My father had his second stroke in September 2013 which made him paralyzed from the waist down. He laid in the hospital for one month. I didn’t know how I was going to take care of him when he returned home. I had a mom with dementia and now my father, paralyzed. I just tendered in my resignation and decided to look for anything which was part time or something that I could work from home. I took full control of the household and my parents. It wasn’t easy to manage my father. On top of his stroke, his left leg had diabetic ulcer which required daily dressing. I did the dressing, something which I learnt along the way. A month later, my mom suffered a debilitating stroke which took away her ability to speak and read. She even couldn’t recognize letters or write. Communication was a challenge. My husband (at that time, my boyfriend) came over to Malaysia to assist me. It was an overwhelming situation. I had to keep a watch out on my mother because she easily loses her balance. I used to bathe her and help her out from the bathroom. I had an intense fear of her falling down and breaking her bones. If that  had happened, she would not be able to tell me anything. She behaved like a toddler. I did my best to give my care to both of them, but it always seemed inadequate. I spent more time with my mother. Although she couldn’t speak but she had a sense of life in her. She wanted to live and she was getting better. She was not the most compliant in taking her medication, but she made caring for her a breeze. I had every confidence that she will conquer it all so, I didn’t anticipate what happened next.amma

3rd of January 2014, my mother left this world peacefully in her sleep. Her departure hit me like a ton of bricks. Totally unexpected. My world went blank. I couldn’t grief because I still had my father. I just had to function, for his sake, as before but physically, my body was tired and I felt terribly ill. Finally, I decided to look for a nursing home or an assisted living center for him. In all these years, I never once stopped to look after myself. It affected my health badly.  I had to get over my guilt of sending him to a nursing home and think of my own health.

papa

Now, my father is in a much better state and happy. He has friends to talk to and he actually looks much younger now. What I had experienced made me realise that we are not prepared in being caregivers to our elders simply because most of us may not have experience this with our grandparents.

I hope that my personal story of my journey would be able to inspire you and give you the encouragement in caring for your elderly. Always remember this. You are not alone! There are many who are like you too.

Disappointments all over

Loneliness that kills me over and over. How do I get out of this dark pit of hopelessness? Trust is gone, my faith still strong in my Lord. Fear of the present and the future haunts me. How am I to do this alone?

Is this all what life is? Just keep sloughing away to pay the bills? No fulfillment. Nothing to look forward to.

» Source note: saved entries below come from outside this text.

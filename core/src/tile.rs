use serde::{Deserialize, Serialize};

/// What a tile holds. Fixed once mines are placed.
#[derive(Copy, Clone, Debug, PartialEq, Eq, Serialize, Deserialize)]
pub enum TileValue {
    Mine,
    /// Number of mines among the in-bounds neighbors, `0..=8`.
    Count(u8),
}

impl TileValue {
    pub const fn is_mine(self) -> bool {
        matches!(self, Self::Mine)
    }

    pub const fn count(self) -> Option<u8> {
        match self {
            Self::Mine => None,
            Self::Count(count) => Some(count),
        }
    }
}

impl Default for TileValue {
    fn default() -> Self {
        Self::Count(0)
    }
}

/// Player-visible state of a tile, the only part of a tile that changes during play.
#[derive(Copy, Clone, Debug, PartialEq, Eq, Serialize, Deserialize)]
pub enum TileState {
    Hidden,
    Flagged,
    Open,
}

impl TileState {
    pub const fn is_unopened(self) -> bool {
        matches!(self, Self::Hidden | Self::Flagged)
    }
}

impl Default for TileState {
    fn default() -> Self {
        Self::Hidden
    }
}

#[derive(Copy, Clone, Debug, Default, PartialEq, Eq, Serialize, Deserialize)]
pub struct Tile {
    value: TileValue,
    state: TileState,
}

impl Tile {
    pub const fn value(self) -> TileValue {
        self.value
    }

    pub const fn state(self) -> TileState {
        self.state
    }

    pub const fn is_mine(self) -> bool {
        self.value.is_mine()
    }

    pub const fn view(self) -> TileView {
        match (self.state, self.value) {
            (TileState::Hidden, _) => TileView::Hidden,
            (TileState::Flagged, _) => TileView::Flagged,
            (TileState::Open, TileValue::Mine) => TileView::Mine,
            (TileState::Open, TileValue::Count(count)) => TileView::Open(count),
        }
    }

    pub(crate) fn set_value(&mut self, value: TileValue) {
        self.value = value;
    }

    pub(crate) fn set_state(&mut self, state: TileState) {
        self.state = state;
    }
}

/// What a renderer is allowed to show for a tile.
#[derive(Copy, Clone, Debug, PartialEq, Eq, Serialize, Deserialize)]
pub enum TileView {
    Hidden,
    Flagged,
    Open(u8),
    Mine,
}

impl TileView {
    /// Single character used by plain-text renderers.
    pub const fn glyph(self) -> char {
        match self {
            Self::Hidden => '#',
            Self::Flagged => 'F',
            Self::Mine => '*',
            Self::Open(0) => '.',
            Self::Open(count) => (b'0' + count) as char,
        }
    }
}

#[cfg(test)]
mod tests {
    use super::*;

    #[test]
    fn view_hides_value_until_open() {
        let mut tile = Tile::default();
        tile.set_value(TileValue::Mine);
        assert_eq!(tile.view(), TileView::Hidden);

        tile.set_state(TileState::Flagged);
        assert_eq!(tile.view(), TileView::Flagged);

        tile.set_state(TileState::Open);
        assert_eq!(tile.view(), TileView::Mine);
    }

    #[test]
    fn glyphs_cover_counts() {
        assert_eq!(TileView::Open(0).glyph(), '.');
        assert_eq!(TileView::Open(3).glyph(), '3');
        assert_eq!(TileView::Open(8).glyph(), '8');
    }
}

Can I go now? NO ONE CARES! This lonely, empty life is killing my soul. My faith prevents me from taking my next obvious choice. I need guidance from above on what to do next.

My faith alone is keeping me alive

 

September is here and I can’t move on

I am stuck. Is it a rut? I don’t know. All I know is I am stuck. I can’t move. Inside a rage is building up and the mounting pressure is unbearable.Broken hearted and dead inside. I want to share this with someone, but the one soul that I can share anything with is now no more.

Everywhere I turn, a discomfort follows me around. I can’t laugh at myself, I can’t chill. All I can see is failure, rejection and self loathing because others have used me as a doormat. When will I ever learn? Why is it that I am not allowed to have my own say in anything? Why can’t I be rude? Why must I conform to others? Who are others to me? Do they mean anything at all to me? Hell, no! I must seem like a joke to all.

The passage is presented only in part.